mod sqlite {
    use super::*;

    /// Decode by the value's storage class; the declared type is ignored.
    pub fn decode_column(row: &SqliteRow, idx: usize, category: TypeCategory) -> JsonValue {
        let storage_class = match row.try_get_raw(idx) {
            Ok(value) if value.is_null() => return JsonValue::Null,
            Ok(value) => value.type_info().name().to_uppercase(),
            Err(_) => return JsonValue::Null,
        };

        match storage_class.as_str() {
            "INTEGER" | "BOOLEAN" => match row.try_get::<i64, _>(idx) {
                Ok(v) if category == TypeCategory::Boolean => JsonValue::Bool(v != 0),
                Ok(v) => JsonValue::Number(v.into()),
                Err(_) => JsonValue::Null,
            },
            "REAL" => row
                .try_get::<f64, _>(idx)
                .map(float_value)
                .unwrap_or_default(),
            "BLOB" => row
                .try_get::<Vec<u8>, _>(idx)
                .map(|v| encode_binary(&v))
                .unwrap_or_default(),
            _ => match row.try_get::<String, _>(idx) {
                Ok(v) if category == TypeCategory::Json => {
                    serde_json::from_str(&v).unwrap_or(JsonValue::String(v))
                }
                Ok(v) => JsonValue::String(v),
                Err(_) => JsonValue::Null,
            },
        }
    }
}

/// BSON value to relaxed extended JSON.
pub fn bson_to_json(value: &Bson) -> JsonValue {
    value.clone().into_relaxed_extjson()
}

/// Human-readable BSON type name, used as the inferred column type.
pub fn bson_type_name(value: &Bson) -> &'static str {
    match value {
        Bson::Double(_) => "double",
        Bson::String(_) => "string",
        Bson::Array(_) => "array",
        Bson::Document(_) => "object",
        Bson::Boolean(_) => "bool",
        Bson::Null | Bson::Undefined => "null",
        Bson::RegularExpression(_) => "regex",
        Bson::JavaScriptCode(_) | Bson::JavaScriptCodeWithScope(_) => "javascript",
        Bson::Int32(_) => "int",
        Bson::Int64(_) => "long",
        Bson::Timestamp(_) => "timestamp",
        Bson::Binary(_) => "binData",
        Bson::ObjectId(_) => "objectId",
        Bson::DateTime(_) => "date",
        Bson::Symbol(_) => "symbol",
        Bson::Decimal128(_) => "decimal",
        Bson::MaxKey => "maxKey",
        Bson::MinKey => "minKey",
        Bson::DbPointer(_) => "dbPointer",
    }
}

#[cfg(test)]
mod tests {
    use super::*;
    use mongodb::bson::{doc, oid::ObjectId};

    #[test]
    fn test_categorize_integer_types() {
        assert_eq!(categorize_type("INT4", EngineType::PostgreSQL), TypeCategory::Integer);
        assert_eq!(categorize_type("BIGINT", EngineType::MySQL), TypeCategory::Integer);
        assert_eq!(categorize_type("TINYINT", EngineType::MySQL), TypeCategory::Integer);
    }

    #[test]
    fn test_categorize_decimal_per_engine() {
        assert_eq!(categorize_type("NUMERIC", EngineType::PostgreSQL), TypeCategory::Decimal);
        assert_eq!(categorize_type("numeric", EngineType::SQLite), TypeCategory::Float);
    }

    #[test]
    fn test_categorize_temporal_types() {
        assert_eq!(
            categorize_type("TIMESTAMPTZ", EngineType::PostgreSQL),
            TypeCategory::TimestampTz
        );
        assert_eq!(categorize_type("DATETIME", EngineType::MySQL), TypeCategory::Timestamp);
        assert_eq!(categorize_type("DATE", EngineType::PostgreSQL), TypeCategory::Date);
        assert_eq!(categorize_type("TIME", EngineType::MySQL), TypeCategory::Time);
    }

    #[test]
    fn test_categorize_text_and_unknown() {
        assert_eq!(categorize_type("VARCHAR", EngineType::MySQL), TypeCategory::Text);
        assert_eq!(categorize_type("INET", EngineType::PostgreSQL), TypeCategory::Unknown);
    }

    #[test]
    fn test_encode_binary() {
        assert_eq!(encode_binary(b"hello world"), JsonValue::String("aGVsbG8gd29ybGQ=".into()));
        assert_eq!(encode_binary(&[]), JsonValue::String(String::new()));
    }

    #[test]
    fn test_non_finite_float_becomes_string() {
        assert_eq!(float_value(f64::NAN), JsonValue::String("NaN".into()));
        assert_eq!(float_value(1.5), serde_json::json!(1.5));
    }

    #[test]
    fn test_bson_type_names() {
        let document = doc! {
            "_id": ObjectId::new(),
            "name": "widget",
            "qty": 3_i32,
            "tags": ["a", "b"],
        };
        assert_eq!(bson_type_name(document.get("_id").unwrap()), "objectId");
        assert_eq!(bson_type_name(document.get("name").unwrap()), "string");
        assert_eq!(bson_type_name(document.get("qty").unwrap()), "int");
        assert_eq!(bson_type_name(document.get("tags").unwrap()), "array");
        assert_eq!(bson_to_json(document.get("qty").unwrap()), serde_json::json!(3));
    }
}
impl PoolManager {
    pub fn new(options: PoolOptions) -> Self {
        Self {
            options,
            pools: RwLock::new(HashMap::new()),
            constructed: AtomicU64::new(0),
        }
    }

    pub fn options(&self) -> &PoolOptions {
        &self.options
    }

    /// Return the cached pool for `profile.id`, building it on first use.
    ///
    /// Concurrent callers for the same uncached id wait on one construction
    /// and all receive the same `Arc`.
    pub async fn acquire(&self, profile: &ConnectionProfile) -> DbResult<Arc<ManagedPool>> {
        let cell = self.cell_for(&profile.id).await;
        self.initialize(&cell, profile).await
    }

    async fn cell_for(&self, profile_id: &str) -> Arc<OnceCell<Arc<ManagedPool>>> {
        let pools = self.pools.read().await;
        if let Some(cell) = pools.get(profile_id) {
            return Arc::clone(cell);
        }
        drop(pools);

        let mut pools = self.pools.write().await;
        // Another caller may have inserted while we waited for the write lock
        Arc::clone(
            pools
                .entry(profile_id.to_string())
                .or_insert_with(|| Arc::new(OnceCell::new())),
        )
    }

    /// Build the pool behind `cell` once, then confirm the cell is still the
    /// one cached for the profile. A pool whose cell was released meanwhile
    /// is closed instead of handed out.
    async fn initialize(
        &self,
        cell: &Arc<OnceCell<Arc<ManagedPool>>>,
        profile: &ConnectionProfile,
    ) -> DbResult<Arc<ManagedPool>> {
        let managed = cell
            .get_or_try_init(|| async {
                let pool = self.build(profile).await?;
                self.constructed.fetch_add(1, Ordering::SeqCst);
                info!(
                    connection_id = %profile.id,
                    engine = %profile.engine,
                    "Created connection pool"
                );
                Ok::<_, DbError>(Arc::new(ManagedPool {
                    profile_id: profile.id.clone(),
                    engine: profile.engine,
                    pool,
                    created_at: Instant::now(),
                }))
            })
            .await?;

        let registered = {
            let pools = self.pools.read().await;
            pools
                .get(&profile.id)
                .is_some_and(|current| Arc::ptr_eq(current, cell))
        };
        if !registered {
            warn!(connection_id = %profile.id, "Pool released while it was being built, closing");
            managed.pool.close().await;
            return Err(DbError::not_found(&profile.id));
        }

        Ok(Arc::clone(managed))
    }

    /// Close and evict the pool for `profile_id`. No-op if none is cached.
    pub async fn release(&self, profile_id: &str) {
        // Remove under lock, close outside it
        let removed = {
            let mut pools = self.pools.write().await;
            pools.remove(profile_id)
        };

        if let Some(managed) = removed.as_ref().and_then(|cell| cell.get()) {
            info!(connection_id = %profile_id, "Closing connection pool");
            managed.pool.close().await;
        }
    }

    /// Close every cached pool.
    pub async fn close_all(&self) {
        let drained: Vec<_> = {
            let mut pools = self.pools.write().await;
            pools.drain().collect()
        };

        for (id, cell) in drained {
            if let Some(managed) = cell.get() {
                info!(connection_id = %id, "Closing connection pool");
                managed.pool.close().await;
            }
        }
    }

    /// True if a constructed pool is cached for `profile_id`.
    pub async fn is_cached(&self, profile_id: &str) -> bool {
        let pools = self.pools.read().await;
        pools
            .get(profile_id)
            .is_some_and(|cell| cell.initialized())
    }

    pub async fn pool_count(&self) -> usize {
        let pools = self.pools.read().await;
        pools.values().filter(|cell| cell.initialized()).count()
    }

    /// Number of pools this manager has constructed over its lifetime.
    pub fn pools_created(&self) -> u64 {
        self.constructed.load(Ordering::SeqCst)
    }

    /// Build a throwaway pool, probe it and close it again.
    ///
    /// Validation and unsupported-engine errors propagate; connectivity
    /// failures become a failed outcome.
    pub async fn probe_profile(
        &self,
        profile: &ConnectionProfile,
        within: Duration,
    ) -> DbResult<ProbeOutcome> {
        let start = Instant::now();
        let pool = match timeout(within, self.build(profile)).await {
            Ok(Ok(pool)) => pool,
            Ok(Err(e @ (DbError::ConnectionTest { .. } | DbError::Timeout { .. }))) => {
                return Ok(ProbeOutcome::from_error(
                    &e,
                    start.elapsed().as_millis() as u64,
                ));
            }
            Ok(Err(e)) => return Err(e),
            Err(_) => {
                return Ok(ProbeOutcome::failed(
                    ConnectionFailureCause::Timeout,
                    format!("Could not connect within {}s", within.as_secs()),
                    start.elapsed().as_millis() as u64,
                ));
            }
        };

        let remaining = within.saturating_sub(start.elapsed()).max(Duration::from_secs(1));
        let mut outcome = pool.probe(remaining).await;
        outcome.latency_ms = start.elapsed().as_millis() as u64;
        pool.close().await;
        Ok(outcome)
    }

    /// Build an uncached pool for `profile`.
    pub async fn build(&self, profile: &ConnectionProfile) -> DbResult<DbPool> {
        profile.params.validate_for(profile.engine)?;

        debug!(
            connection_id = %profile.id,
            engine = %profile.engine,
            "Building connection pool"
        );

        match profile.engine {
            EngineType::PostgreSQL => postgres::connect(profile, &self.options).await,
            EngineType::MySQL => mysql::connect(profile, &self.options).await,
            EngineType::SQLite => sqlite::connect(profile, &self.options).await,
            EngineType::MongoDB => mongo::connect(profile, &self.options).await,
            engine @ (EngineType::MsSql
            | EngineType::Oracle
            | EngineType::Snowflake
            | EngineType::BigQuery
            | EngineType::ClickHouse) => {
                warn!(connection_id = %profile.id, engine = %engine, "No driver for engine");
                Err(DbError::unsupported(engine, "connection pooling"))
            }
        }
    }
}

#### Work instruction
Count the lines of the entries that hold the string "elapsed", then state that number and nothing more.

#### Written answer
4